• Try it
Examine the records below and count how many lines contain the string "scoring". Give only the number.

• Stored data
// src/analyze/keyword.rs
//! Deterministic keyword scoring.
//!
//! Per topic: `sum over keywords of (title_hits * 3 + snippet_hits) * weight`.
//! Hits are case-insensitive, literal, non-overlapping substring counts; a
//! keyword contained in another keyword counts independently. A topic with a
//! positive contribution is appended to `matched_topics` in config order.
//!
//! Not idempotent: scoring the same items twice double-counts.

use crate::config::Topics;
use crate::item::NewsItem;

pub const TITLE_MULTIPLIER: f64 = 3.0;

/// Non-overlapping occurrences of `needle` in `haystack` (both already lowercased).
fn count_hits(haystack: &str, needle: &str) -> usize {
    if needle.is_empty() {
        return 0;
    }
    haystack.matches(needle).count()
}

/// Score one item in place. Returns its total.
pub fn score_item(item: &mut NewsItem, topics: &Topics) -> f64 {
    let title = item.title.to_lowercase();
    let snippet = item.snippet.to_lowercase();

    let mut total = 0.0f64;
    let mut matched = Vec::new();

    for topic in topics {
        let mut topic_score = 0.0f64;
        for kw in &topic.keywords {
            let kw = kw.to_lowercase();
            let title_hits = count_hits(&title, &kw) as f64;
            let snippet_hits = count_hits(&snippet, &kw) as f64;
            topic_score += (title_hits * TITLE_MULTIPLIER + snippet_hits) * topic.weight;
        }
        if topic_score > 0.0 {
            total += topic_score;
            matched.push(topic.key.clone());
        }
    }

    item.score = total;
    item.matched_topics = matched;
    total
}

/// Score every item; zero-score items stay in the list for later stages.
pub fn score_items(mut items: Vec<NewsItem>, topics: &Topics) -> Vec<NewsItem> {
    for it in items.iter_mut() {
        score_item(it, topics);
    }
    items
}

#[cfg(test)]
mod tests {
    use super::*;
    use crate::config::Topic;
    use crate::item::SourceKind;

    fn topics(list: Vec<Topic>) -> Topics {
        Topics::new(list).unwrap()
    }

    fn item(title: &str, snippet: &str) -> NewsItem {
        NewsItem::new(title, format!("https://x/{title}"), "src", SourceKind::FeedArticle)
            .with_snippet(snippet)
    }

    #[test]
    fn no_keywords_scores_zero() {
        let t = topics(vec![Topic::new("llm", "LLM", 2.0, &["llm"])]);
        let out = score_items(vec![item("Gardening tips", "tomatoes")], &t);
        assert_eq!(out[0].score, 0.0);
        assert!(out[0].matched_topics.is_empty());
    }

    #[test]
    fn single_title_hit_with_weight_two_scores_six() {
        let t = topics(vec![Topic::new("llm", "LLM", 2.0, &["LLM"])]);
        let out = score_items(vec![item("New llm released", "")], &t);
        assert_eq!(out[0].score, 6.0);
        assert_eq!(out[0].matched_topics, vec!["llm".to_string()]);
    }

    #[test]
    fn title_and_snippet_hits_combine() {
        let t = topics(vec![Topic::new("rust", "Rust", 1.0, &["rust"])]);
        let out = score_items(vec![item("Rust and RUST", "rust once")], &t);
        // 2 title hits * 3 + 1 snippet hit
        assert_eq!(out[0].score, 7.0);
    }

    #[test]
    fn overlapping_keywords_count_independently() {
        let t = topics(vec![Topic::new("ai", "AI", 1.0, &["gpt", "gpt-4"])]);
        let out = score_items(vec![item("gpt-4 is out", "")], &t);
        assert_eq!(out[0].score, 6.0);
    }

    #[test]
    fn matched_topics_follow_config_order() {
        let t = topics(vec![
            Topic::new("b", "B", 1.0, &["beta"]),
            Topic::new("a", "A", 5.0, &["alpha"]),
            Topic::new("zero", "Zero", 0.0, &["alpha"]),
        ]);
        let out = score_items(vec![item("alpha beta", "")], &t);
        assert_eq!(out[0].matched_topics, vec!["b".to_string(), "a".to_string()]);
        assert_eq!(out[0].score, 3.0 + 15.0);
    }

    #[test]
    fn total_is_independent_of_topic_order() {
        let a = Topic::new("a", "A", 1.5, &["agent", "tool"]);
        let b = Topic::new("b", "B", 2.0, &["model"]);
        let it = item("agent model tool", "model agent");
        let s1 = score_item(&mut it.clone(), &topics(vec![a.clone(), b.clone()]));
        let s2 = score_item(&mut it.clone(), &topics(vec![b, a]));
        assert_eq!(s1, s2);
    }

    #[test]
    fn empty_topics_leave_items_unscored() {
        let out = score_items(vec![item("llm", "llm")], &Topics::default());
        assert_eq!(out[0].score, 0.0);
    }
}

• Answer area
2